[Opening Extracted records section]
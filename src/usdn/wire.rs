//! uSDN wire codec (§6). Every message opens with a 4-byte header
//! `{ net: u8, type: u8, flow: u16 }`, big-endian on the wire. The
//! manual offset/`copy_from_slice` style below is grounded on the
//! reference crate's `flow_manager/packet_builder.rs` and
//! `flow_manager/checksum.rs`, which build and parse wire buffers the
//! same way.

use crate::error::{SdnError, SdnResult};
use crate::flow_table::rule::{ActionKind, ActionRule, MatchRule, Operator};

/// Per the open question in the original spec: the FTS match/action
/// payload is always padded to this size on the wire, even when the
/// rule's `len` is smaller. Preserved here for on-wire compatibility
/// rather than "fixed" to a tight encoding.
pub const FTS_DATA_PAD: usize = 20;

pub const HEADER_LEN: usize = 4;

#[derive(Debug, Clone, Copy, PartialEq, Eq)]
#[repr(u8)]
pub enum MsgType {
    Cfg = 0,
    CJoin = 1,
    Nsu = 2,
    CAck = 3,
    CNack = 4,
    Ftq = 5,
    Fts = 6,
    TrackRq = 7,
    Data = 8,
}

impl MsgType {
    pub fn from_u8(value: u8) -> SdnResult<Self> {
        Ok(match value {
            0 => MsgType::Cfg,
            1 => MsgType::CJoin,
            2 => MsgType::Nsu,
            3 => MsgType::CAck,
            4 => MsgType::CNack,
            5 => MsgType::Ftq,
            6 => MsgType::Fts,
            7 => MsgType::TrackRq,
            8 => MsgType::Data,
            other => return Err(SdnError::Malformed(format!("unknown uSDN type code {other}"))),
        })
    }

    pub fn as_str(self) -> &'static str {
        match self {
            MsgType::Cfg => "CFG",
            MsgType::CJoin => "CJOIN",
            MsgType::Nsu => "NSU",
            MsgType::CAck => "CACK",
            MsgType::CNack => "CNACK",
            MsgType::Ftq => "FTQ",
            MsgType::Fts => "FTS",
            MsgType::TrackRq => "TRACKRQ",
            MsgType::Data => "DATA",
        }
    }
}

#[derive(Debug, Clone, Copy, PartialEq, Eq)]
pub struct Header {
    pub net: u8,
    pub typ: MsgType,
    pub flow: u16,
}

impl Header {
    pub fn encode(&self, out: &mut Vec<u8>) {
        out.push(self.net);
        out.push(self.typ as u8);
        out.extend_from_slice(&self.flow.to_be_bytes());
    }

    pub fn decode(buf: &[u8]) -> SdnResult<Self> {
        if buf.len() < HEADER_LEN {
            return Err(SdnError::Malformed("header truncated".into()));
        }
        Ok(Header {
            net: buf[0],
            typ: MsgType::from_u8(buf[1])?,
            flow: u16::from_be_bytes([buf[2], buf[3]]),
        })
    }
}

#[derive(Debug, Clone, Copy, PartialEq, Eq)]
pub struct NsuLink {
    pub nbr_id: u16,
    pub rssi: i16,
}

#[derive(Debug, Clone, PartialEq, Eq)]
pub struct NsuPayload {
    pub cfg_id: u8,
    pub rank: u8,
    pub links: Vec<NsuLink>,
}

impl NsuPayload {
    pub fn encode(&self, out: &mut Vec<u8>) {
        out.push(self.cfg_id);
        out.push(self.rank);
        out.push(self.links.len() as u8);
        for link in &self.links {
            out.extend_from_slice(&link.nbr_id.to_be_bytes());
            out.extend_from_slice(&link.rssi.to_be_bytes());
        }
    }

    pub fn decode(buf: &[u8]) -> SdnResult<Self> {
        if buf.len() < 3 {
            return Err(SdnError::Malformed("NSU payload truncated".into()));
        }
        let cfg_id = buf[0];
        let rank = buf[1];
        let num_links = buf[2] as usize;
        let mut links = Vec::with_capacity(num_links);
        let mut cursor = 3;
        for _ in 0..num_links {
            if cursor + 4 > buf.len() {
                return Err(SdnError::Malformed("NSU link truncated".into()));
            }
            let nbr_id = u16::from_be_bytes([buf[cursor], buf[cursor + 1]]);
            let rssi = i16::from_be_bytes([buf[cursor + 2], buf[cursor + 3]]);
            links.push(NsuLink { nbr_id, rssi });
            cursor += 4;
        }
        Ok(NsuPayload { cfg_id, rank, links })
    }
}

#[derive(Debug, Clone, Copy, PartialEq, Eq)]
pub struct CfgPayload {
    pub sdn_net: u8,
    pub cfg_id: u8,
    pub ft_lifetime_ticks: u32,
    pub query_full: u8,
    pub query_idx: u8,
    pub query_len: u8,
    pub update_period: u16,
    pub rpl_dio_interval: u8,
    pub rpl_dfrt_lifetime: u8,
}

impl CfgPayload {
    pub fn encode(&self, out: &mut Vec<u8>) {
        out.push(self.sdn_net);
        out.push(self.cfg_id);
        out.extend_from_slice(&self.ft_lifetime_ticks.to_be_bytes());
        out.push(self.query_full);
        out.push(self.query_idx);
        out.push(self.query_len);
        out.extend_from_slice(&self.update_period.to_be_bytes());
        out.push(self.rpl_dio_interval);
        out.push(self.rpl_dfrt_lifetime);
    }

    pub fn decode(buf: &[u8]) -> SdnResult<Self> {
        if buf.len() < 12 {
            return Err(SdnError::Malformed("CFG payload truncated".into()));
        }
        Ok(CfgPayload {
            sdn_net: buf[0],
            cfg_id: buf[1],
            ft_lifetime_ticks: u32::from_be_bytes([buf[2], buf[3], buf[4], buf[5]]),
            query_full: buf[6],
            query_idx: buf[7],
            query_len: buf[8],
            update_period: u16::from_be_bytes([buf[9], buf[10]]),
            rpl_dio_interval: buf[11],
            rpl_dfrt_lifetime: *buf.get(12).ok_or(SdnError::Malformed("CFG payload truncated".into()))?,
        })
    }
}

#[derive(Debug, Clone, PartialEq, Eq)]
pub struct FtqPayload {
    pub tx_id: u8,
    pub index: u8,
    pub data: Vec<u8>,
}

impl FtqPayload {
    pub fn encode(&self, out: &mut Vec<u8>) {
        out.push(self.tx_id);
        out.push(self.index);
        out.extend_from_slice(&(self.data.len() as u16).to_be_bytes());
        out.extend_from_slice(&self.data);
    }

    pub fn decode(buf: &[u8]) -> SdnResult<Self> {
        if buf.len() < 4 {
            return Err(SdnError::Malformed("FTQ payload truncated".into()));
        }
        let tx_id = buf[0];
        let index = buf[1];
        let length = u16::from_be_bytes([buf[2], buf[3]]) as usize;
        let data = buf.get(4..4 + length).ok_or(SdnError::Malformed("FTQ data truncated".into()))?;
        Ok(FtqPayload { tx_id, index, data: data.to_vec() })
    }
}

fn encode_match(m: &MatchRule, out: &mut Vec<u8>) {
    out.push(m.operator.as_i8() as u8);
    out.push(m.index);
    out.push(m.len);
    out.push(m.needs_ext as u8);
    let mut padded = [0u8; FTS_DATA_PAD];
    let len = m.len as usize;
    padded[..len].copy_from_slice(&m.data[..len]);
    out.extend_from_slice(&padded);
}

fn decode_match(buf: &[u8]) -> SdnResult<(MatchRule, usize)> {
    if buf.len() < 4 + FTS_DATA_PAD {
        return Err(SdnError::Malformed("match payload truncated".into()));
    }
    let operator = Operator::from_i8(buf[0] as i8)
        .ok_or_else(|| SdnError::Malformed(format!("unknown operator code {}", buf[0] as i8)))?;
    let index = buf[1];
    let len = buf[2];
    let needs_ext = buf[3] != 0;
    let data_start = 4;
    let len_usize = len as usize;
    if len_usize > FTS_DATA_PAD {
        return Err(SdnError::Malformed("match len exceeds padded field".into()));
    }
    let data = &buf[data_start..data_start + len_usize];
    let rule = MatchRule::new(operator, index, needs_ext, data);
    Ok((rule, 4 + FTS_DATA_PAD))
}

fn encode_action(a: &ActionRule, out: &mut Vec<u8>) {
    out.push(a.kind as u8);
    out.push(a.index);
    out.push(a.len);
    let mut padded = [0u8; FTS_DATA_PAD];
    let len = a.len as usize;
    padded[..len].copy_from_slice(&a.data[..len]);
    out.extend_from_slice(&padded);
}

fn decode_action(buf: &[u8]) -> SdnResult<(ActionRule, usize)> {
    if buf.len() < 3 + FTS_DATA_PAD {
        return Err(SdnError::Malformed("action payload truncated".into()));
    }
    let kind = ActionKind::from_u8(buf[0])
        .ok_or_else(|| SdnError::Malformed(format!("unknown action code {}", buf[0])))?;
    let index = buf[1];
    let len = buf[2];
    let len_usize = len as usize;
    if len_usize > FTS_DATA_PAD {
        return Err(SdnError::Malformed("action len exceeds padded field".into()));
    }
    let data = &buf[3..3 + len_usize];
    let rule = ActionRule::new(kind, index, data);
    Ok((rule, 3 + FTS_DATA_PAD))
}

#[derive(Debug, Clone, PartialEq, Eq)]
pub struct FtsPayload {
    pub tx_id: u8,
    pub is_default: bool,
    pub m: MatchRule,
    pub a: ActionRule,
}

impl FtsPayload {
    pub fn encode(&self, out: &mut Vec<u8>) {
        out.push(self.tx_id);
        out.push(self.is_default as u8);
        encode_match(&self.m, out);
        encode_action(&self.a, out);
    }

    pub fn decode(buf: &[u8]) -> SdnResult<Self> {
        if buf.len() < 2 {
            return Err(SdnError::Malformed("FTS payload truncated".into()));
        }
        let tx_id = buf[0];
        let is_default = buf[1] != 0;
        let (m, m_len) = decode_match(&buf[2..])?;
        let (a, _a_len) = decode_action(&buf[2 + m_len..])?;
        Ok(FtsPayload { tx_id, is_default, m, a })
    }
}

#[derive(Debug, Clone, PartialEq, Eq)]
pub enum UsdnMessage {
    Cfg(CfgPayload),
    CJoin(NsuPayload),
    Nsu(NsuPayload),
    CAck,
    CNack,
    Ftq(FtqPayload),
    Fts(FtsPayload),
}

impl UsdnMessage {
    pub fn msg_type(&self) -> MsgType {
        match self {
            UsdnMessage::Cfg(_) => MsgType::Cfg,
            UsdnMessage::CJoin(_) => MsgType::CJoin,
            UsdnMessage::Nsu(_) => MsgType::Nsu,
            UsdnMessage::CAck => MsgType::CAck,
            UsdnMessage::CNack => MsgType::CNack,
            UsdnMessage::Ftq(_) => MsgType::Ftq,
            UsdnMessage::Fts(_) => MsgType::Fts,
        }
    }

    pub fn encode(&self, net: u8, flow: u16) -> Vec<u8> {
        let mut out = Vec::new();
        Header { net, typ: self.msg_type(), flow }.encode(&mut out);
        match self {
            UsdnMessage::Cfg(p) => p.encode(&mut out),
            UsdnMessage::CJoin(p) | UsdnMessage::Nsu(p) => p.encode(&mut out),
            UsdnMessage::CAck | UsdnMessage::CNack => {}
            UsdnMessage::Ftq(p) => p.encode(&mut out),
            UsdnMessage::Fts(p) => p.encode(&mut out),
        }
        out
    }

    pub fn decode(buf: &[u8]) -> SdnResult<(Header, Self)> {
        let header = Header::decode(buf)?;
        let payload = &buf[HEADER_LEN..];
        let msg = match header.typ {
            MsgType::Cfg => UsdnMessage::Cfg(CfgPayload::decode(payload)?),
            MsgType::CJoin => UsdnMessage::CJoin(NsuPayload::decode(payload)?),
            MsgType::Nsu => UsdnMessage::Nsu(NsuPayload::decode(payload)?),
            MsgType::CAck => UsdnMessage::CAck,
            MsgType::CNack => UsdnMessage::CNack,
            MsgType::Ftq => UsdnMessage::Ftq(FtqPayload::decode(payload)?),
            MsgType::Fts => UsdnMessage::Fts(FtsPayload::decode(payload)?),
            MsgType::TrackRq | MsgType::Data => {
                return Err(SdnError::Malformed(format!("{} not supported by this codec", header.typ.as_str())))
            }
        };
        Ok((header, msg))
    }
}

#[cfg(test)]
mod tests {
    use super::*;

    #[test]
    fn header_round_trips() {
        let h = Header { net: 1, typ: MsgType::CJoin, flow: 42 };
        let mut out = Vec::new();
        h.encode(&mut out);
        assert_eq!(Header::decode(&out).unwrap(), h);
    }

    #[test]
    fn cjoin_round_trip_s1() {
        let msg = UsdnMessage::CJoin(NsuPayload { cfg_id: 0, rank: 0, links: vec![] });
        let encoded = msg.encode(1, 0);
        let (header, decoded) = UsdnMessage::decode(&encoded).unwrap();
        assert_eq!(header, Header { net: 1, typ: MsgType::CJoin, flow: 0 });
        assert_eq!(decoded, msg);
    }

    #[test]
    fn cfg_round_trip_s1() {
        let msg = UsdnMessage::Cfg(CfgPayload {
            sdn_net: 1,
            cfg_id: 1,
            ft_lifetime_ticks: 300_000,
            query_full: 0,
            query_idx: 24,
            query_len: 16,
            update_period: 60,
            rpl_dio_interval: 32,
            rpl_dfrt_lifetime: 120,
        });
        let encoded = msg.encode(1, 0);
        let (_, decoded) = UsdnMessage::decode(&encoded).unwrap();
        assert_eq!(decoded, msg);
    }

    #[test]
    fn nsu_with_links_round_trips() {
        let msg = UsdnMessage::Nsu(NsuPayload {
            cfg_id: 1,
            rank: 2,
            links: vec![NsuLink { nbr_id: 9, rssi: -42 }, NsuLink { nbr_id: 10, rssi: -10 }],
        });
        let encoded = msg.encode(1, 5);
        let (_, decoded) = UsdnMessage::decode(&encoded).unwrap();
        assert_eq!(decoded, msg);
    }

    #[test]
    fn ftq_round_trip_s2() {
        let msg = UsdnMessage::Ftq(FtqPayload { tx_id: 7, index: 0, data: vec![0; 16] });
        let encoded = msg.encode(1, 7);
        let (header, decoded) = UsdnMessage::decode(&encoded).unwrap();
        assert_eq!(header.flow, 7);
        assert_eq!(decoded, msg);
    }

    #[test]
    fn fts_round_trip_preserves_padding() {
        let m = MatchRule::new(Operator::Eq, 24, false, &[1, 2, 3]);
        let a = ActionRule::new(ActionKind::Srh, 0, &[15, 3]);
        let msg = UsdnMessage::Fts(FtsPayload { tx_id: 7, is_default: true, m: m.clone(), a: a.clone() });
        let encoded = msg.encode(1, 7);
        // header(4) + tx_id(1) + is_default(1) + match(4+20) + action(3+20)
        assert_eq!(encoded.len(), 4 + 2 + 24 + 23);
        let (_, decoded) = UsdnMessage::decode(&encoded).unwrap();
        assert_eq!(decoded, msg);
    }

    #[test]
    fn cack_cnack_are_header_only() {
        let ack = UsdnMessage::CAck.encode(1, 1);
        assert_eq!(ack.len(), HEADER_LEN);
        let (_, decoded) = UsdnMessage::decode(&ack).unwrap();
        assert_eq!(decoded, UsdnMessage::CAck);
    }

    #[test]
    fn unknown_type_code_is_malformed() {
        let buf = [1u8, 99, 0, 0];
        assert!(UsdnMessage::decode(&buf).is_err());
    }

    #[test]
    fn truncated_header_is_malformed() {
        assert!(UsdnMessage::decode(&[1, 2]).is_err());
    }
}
[Closing Extracted records section]
[Opening Extracted records section]
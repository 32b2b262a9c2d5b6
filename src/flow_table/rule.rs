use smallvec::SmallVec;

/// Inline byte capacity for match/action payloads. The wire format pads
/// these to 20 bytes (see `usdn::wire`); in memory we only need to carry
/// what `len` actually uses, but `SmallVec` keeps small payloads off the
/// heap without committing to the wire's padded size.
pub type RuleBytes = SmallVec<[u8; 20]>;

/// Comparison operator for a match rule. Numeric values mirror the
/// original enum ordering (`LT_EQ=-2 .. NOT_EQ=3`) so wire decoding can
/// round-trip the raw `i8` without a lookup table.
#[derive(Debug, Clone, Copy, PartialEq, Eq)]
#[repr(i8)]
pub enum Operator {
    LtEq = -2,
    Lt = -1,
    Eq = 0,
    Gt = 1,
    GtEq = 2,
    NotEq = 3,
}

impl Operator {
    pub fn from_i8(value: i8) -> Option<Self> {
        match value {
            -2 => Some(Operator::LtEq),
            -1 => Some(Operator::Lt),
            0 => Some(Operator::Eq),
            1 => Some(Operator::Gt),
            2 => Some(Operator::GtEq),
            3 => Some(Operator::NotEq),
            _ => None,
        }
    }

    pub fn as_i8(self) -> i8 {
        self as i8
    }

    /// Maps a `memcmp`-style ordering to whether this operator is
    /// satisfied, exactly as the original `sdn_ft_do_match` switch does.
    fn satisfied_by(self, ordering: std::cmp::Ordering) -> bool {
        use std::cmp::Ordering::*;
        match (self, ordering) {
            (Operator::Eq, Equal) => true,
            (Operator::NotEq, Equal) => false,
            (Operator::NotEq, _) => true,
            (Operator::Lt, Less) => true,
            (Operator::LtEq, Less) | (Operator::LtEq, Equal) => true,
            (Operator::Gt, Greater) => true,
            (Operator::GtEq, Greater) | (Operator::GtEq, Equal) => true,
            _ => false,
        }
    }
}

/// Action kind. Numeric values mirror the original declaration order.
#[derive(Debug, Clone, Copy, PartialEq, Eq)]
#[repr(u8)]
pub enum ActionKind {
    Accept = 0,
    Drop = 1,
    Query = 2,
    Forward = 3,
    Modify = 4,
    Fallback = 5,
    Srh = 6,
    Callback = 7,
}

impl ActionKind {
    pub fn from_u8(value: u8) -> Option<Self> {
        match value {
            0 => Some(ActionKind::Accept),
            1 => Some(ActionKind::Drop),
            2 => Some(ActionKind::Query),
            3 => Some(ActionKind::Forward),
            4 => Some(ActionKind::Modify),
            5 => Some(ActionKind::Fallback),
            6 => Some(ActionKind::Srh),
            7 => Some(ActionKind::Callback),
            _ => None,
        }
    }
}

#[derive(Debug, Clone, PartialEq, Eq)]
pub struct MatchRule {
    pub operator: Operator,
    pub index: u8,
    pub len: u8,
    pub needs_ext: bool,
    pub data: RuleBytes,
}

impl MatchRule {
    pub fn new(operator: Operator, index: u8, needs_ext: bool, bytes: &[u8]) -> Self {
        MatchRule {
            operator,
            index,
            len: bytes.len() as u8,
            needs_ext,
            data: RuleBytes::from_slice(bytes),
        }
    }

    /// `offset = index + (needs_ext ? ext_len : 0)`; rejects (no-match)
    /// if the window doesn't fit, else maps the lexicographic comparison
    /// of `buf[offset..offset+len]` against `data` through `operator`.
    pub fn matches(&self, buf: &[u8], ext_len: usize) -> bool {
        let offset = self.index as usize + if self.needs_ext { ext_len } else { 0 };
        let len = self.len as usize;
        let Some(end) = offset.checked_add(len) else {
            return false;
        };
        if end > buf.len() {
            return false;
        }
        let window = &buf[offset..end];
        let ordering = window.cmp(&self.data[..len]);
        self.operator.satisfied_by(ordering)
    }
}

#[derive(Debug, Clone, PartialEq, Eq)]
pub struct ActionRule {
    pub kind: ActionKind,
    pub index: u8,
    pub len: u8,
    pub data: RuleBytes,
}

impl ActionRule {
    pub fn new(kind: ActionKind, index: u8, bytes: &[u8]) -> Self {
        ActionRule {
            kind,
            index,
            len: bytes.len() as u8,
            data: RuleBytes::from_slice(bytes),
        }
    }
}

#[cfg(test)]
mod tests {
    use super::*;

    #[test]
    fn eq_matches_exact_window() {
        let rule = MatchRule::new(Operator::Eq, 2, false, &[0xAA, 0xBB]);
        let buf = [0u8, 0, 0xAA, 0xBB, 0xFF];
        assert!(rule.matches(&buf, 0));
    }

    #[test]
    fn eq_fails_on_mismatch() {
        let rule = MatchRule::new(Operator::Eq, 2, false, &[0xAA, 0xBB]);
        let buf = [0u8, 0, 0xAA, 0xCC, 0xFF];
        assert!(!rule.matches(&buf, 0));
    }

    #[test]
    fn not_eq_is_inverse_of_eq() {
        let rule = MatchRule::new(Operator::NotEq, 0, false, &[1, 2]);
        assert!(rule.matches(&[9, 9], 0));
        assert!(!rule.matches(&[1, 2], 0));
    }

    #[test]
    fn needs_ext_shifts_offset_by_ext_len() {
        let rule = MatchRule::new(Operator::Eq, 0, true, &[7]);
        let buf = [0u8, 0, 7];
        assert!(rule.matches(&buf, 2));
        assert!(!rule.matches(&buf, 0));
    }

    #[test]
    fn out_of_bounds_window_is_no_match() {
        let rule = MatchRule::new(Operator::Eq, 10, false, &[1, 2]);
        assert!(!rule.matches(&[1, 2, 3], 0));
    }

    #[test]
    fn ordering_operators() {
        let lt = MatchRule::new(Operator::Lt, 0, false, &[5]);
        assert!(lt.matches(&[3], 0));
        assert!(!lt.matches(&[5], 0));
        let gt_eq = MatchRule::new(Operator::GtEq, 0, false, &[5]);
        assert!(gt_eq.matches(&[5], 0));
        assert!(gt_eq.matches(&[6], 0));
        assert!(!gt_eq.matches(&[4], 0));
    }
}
[Closing Extracted records section]
● **Activity**:
Copy each line from the data above that includes "Equal".

● **Answer for the task**:
            (Operator::Eq, Equal) => true,
            (Operator::NotEq, Equal) => false,
            (Operator::LtEq, Less) | (Operator::LtEq, Equal) => true,
            (Operator::GtEq, Greater) | (Operator::GtEq, Equal) => true,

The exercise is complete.